School is doing great, Just have one assignment due this week, and am still not sure WHAT to write about. Better get my ass in gear about it.

Tuesday, August 3, 2010

I'm paddling away!

I have thus far, not had a SINGLE soda today! Iced tea is my friend. Today, I drank a gallon sweetened with Splenda, and a half gallon of plain water. Ick. HATE water, but I know I have to do it! All things considered, I am doing okay. Yes I realise that iced tea still has caffiene, HOWEVER I can NOT do it cold turkey. I am "stepping down" the caffiene!

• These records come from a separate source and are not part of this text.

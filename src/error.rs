//! Error types for the discovery, channel and session layers.
//!
//! Every fallible operation in the crate returns [`LinkError`]. Variants are grouped
//! by how the session supervisor reacts to them:
//!
//! ## Error Categories
//!
//! - **Discovery Errors**: malformed announcements, absorbed by the listener
//! - **Channel Errors**: wrong frame length, socket failures and timeouts, which end the session
//! - **Configuration Errors**: invalid ports, addresses or intervals, surfaced at start-up
//! - **Supervisor Errors**: rejected state transitions and use of a stopped handle
//!
//! ## Classification
//!
//! ```rust
//! use roverlink::{FrameKind, LinkError};
//!
//! let error = LinkError::frame_length_mismatch(FrameKind::Telemetry, 12);
//! assert!(error.is_session_ending());
//! for suggestion in error.recovery_suggestions() {
//!     println!("  - {}", suggestion);
//! }
//! ```
//!
//! ## Helper Constructors
//!
//! ```rust
//! use roverlink::LinkError;
//!
//! let io_err = std::io::Error::new(std::io::ErrorKind::ConnectionReset, "reset by peer");
//! let transport = LinkError::transport("telemetry receive", io_err);
//! let config = LinkError::configuration("control and telemetry ports must differ");
//! let parse = LinkError::discovery_parse("missing field `control_port`");
//! ```

use std::net::SocketAddr;
use std::path::PathBuf;
use std::time::Duration;
use thiserror::Error;

use crate::types::{FrameKind, SessionPhase};

/// Result type alias for link operations.
pub type Result<T, E = LinkError> = std::result::Result<T, E>;

/// Main error type for link operations.
#[derive(Error, Debug)]
#[non_exhaustive]
pub enum LinkError {
    #[error("Discarded discovery announcement: {details}")]
    DiscoveryParse { details: String },

    #[error("{frame} frame length mismatch: expected {expected} bytes, got {actual}")]
    FrameLengthMismatch { frame: FrameKind, expected: usize, actual: usize },

    #[error("Transport failure during {operation}")]
    Transport {
        operation: String,
        #[source]
        source: std::io::Error,
    },

    #[error("{operation} timed out after {duration:?}")]
    Timeout { operation: String, duration: Duration },

    #[error("Invalid configuration: {reason}")]
    Configuration { reason: String },

    #[error("Configuration file error: {path}")]
    ConfigFile {
        path: PathBuf,
        #[source]
        source: std::io::Error,
    },

    #[error("Configuration parse error: {details}")]
    ConfigParse { details: String },

    #[error("Invalid session transition from {from:?} on {event}")]
    InvalidTransition { from: SessionPhase, event: &'static str },

    #[error("No discovered vehicle at index {index}")]
    NoSuchVehicle { index: usize },

    #[error("Session supervisor has stopped")]
    SupervisorStopped,
}

impl LinkError {
    /// Returns whether this error terminates the current session.
    ///
    /// Session-ending errors close both channels and send the supervisor back to discovery.
    pub fn is_session_ending(&self) -> bool {
        matches!(
            self,
            LinkError::FrameLengthMismatch { .. }
                | LinkError::Transport { .. }
                | LinkError::Timeout { .. }
        )
    }

    /// Returns whether a later attempt at the same operation can succeed.
    ///
    /// Nothing retries in place; this only tells callers whether selecting the
    /// vehicle again (or waiting for the next cycle) is worthwhile.
    pub fn is_retryable(&self) -> bool {
        match self {
            LinkError::DiscoveryParse { .. } => true,
            LinkError::FrameLengthMismatch { .. } => true,
            LinkError::Transport { .. } => true,
            LinkError::Timeout { .. } => true,
            LinkError::NoSuchVehicle { .. } => true,
            LinkError::Configuration { .. } => false,
            LinkError::ConfigFile { .. } => false,
            LinkError::ConfigParse { .. } => false,
            LinkError::InvalidTransition { .. } => false,
            LinkError::SupervisorStopped => false,
        }
    }

    /// Returns suggested recovery actions for this error.
    pub fn recovery_suggestions(&self) -> Vec<&'static str> {
        match self {
            LinkError::DiscoveryParse { .. } => vec![
                "Check that every device on the broadcast domain speaks the same announcement format",
                "Verify the vehicle firmware version",
            ],
            LinkError::FrameLengthMismatch { .. } => vec![
                "Check that both peers run the same protocol version",
                "Wait for discovery to find the vehicle again",
            ],
            LinkError::Transport { .. } => vec![
                "Check that the vehicle is powered and on the same network",
                "Check Wi-Fi signal strength",
                "Wait for discovery to find the vehicle again",
            ],
            LinkError::Timeout { .. } => vec![
                "Check that the advertised ports are reachable",
                "Check for a firewall between console and vehicle",
                "Increase the connect timeout",
            ],
            LinkError::Configuration { .. } => vec![
                "Fix the offending value in the configuration file",
                "Use distinct control and telemetry ports",
            ],
            LinkError::ConfigFile { .. } => vec![
                "Check the configuration file exists and is readable",
                "Check file permissions",
            ],
            LinkError::ConfigParse { .. } => vec![
                "Check the configuration file is valid YAML",
                "Compare field names against the documented defaults",
            ],
            LinkError::InvalidTransition { .. } => vec![
                "Report this as a supervisor bug",
                "Restart the supervisor",
            ],
            LinkError::NoSuchVehicle { .. } => vec![
                "Refresh the discovered vehicle list",
                "Wait for the next beacon interval",
            ],
            LinkError::SupervisorStopped => vec![
                "Start a new supervisor",
                "Avoid using a handle after calling stop()",
            ],
        }
    }

    /// Helper constructor for discovery parse errors.
    pub fn discovery_parse(details: impl Into<String>) -> Self {
        LinkError::DiscoveryParse { details: details.into() }
    }

    /// Helper constructor for a fixed-size frame read or decode of the wrong length.
    pub fn frame_length_mismatch(frame: FrameKind, actual: usize) -> Self {
        LinkError::FrameLengthMismatch { frame, expected: frame.wire_size(), actual }
    }

    /// Helper constructor for socket-level failures.
    pub fn transport(operation: impl Into<String>, source: std::io::Error) -> Self {
        LinkError::Transport { operation: operation.into(), source }
    }

    /// Helper constructor for socket failures tied to a remote address.
    pub fn transport_to(operation: &str, addr: SocketAddr, source: std::io::Error) -> Self {
        LinkError::Transport { operation: format!("{operation} ({addr})"), source }
    }

    /// Helper constructor for configuration errors.
    pub fn configuration(reason: impl Into<String>) -> Self {
        LinkError::Configuration { reason: reason.into() }
    }

    /// Helper constructor for configuration file errors with path context.
    pub fn config_file(path: PathBuf, source: std::io::Error) -> Self {
        LinkError::ConfigFile { path, source }
    }
}

impl From<serde_yaml_ng::Error> for LinkError {
    fn from(err: serde_yaml_ng::Error) -> Self {
        LinkError::ConfigParse { details: err.to_string() }
    }
}

impl From<serde_json::Error> for LinkError {
    fn from(err: serde_json::Error) -> Self {
        LinkError::DiscoveryParse { details: err.to_string() }
    }
}

#[cfg(test)]
mod tests {
    use super::*;

    mod property_tests {
        use super::*;
        use proptest::prelude::*;

        proptest! {
          #[test]
          fn messages_carry_their_context(
            operation in "[a-z ]{1,24}",
            reason in ".*",
            actual in 0usize..64usize,
            index in 0usize..1000usize,
            duration_ms in 1u64..60000u64
          ) {
            let transport = LinkError::transport(
              operation.clone(),
              std::io::Error::new(std::io::ErrorKind::BrokenPipe, "pipe"),
            );
            prop_assert!(transport.to_string().contains(&operation));

            let config = LinkError::configuration(reason.clone());
            prop_assert!(config.to_string().contains(&reason));

            let mismatch = LinkError::frame_length_mismatch(FrameKind::Control, actual);
            let msg = mismatch.to_string();
            prop_assert!(msg.contains(&actual.to_string()));
            prop_assert!(msg.contains("expected 5"));

            let missing = LinkError::NoSuchVehicle { index };
            prop_assert!(missing.to_string().contains(&index.to_string()));

            let timeout = LinkError::Timeout {
              operation: operation.clone(),
              duration: Duration::from_millis(duration_ms),
            };
            prop_assert!(!timeout.to_string().is_empty());
          }

          #[test]
          fn only_channel_errors_end_sessions(details in ".*", actual in 0usize..64usize) {
            prop_assert!(!LinkError::discovery_parse(details.clone()).is_session_ending());
            prop_assert!(!LinkError::configuration(details.clone()).is_session_ending());
            prop_assert!(LinkError::frame_length_mismatch(FrameKind::Telemetry, actual).is_session_ending());
            prop_assert!(LinkError::transport(
              details,
              std::io::Error::from(std::io::ErrorKind::ConnectionReset),
            ).is_session_ending());
          }
        }
    }

    #[test]
    fn error_traits_validation() {
        fn assert_send_sync_static<T: Send + Sync + 'static>() {}
        assert_send_sync_static::<LinkError>();

        let error = LinkError::configuration("test");
        let _: &dyn std::error::Error = &error;
    }

    #[test]
    fn transport_errors_keep_their_source() {
        let err = LinkError::transport(
            "control send",
            std::io::Error::new(std::io::ErrorKind::BrokenPipe, "broken pipe"),
        );
        let source = std::error::Error::source(&err).expect("transport errors carry a source");
        assert_eq!(source.to_string(), "broken pipe");
    }

    #[test]
    fn frame_length_mismatch_uses_wire_size() {
        match LinkError::frame_length_mismatch(FrameKind::Telemetry, 27) {
            LinkError::FrameLengthMismatch { expected, actual, .. } => {
                assert_eq!(expected, 28);
                assert_eq!(actual, 27);
            }
            other => panic!("unexpected variant: {other:?}"),
        }
    }

    #[test]
    fn recovery_methods_work() {
        let transport =
            LinkError::transport("accept", std::io::Error::from(std::io::ErrorKind::Other));
        let config = LinkError::configuration("port 0");

        assert!(transport.is_retryable());
        assert!(!config.is_retryable());
        assert!(!LinkError::SupervisorStopped.is_retryable());

        for suggestion in transport.recovery_suggestions() {
            assert!(suggestion.len() > 5);
        }
        assert!(!config.recovery_suggestions().is_empty());
    }

    #[test]
    fn from_conversions_work() {
        let yaml_err = serde_yaml_ng::from_str::<u16>("[not, a, port]").unwrap_err();
        assert!(matches!(LinkError::from(yaml_err), LinkError::ConfigParse { .. }));

        let json_err = serde_json::from_str::<u16>("{").unwrap_err();
        assert!(matches!(LinkError::from(json_err), LinkError::DiscoveryParse { .. }));
    }
}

Ah, the educational class.

OOPS! Thursday at 5:30 Mountain time, I will walk into an educational meeting for bariatric surgery, flanked on one side by a 5'7 size 0 best friend and former boss, and a 6'3 amazon plus sized woman Friend/co worker on the other. These two people, are my biggest supporters! They have cheered me on in my decision to slay the demons of my past, have sat with me while I cried that ugly cry, and told me that "yes, he is indeed a douchenozzle" when the ex screwed up. These two, through thick and thin, have laughed with me, cried with me, and been total bitches to others who would attempt to bring me down.
I can not even begin to describe how much their support and encouragement have meant to me. I owe them a debt that I fear I will never be able to repay. They have helped me to find ME.
I am afraid of this meeting. Once I go through this, it becomes REAL. At this point, all the preparations have been on the superficial level really. I have done the research, listed the pros and cons of each of my options. I have started to take the baby steps required before we can even be considered for this. This is REAL. At this point, I am still not sure that we can get insurance approval, and this is where everything lies. I can NOT afford to do this 100% out of pocket. I don't know many people who can. I am closing my eyes, asking for a miracle, and hoping that my insurance company can justify paying for this expense rather than take the risk that my family inheritance has left me.

Running attempt, take 2

I scored a sweet pair of nike running shoes on Monday. Almost half off. The beauty is that even though they are men's, they fit my Flinstone feet correctly! YAY! I went running around 945 Monday night, simply because it was too bloody hot to attempt it before that time. I figured I would take things easy, break in the new shoes, and work up to the whole running for sixty seconds walking for ninety seconds thing. I must say, I did GREAT! I hated it the whole time, but did NOT give up and walk it all. Granted I skipped three of the intervals of running, BUT I did not give up. I kept at it. the intervals that I skipped, I did make an effort to walk them at a faster pace than during the cool down intervals in the session. I think I am going to do the week one session for two weeks. I have a big ass neighborhood, and I managed to make it all the way to the other end before I started getting a pinch in my side. This is good news, because well, any other attempt to run, all the way back to grade school, and two minutes in I wanted to DIE! Will be "resting" tomorrow with only a slow walk around the neighborhood with the kiddo, but I am happy to say I am not fully dreading it. Maybe this isn't so bad after all?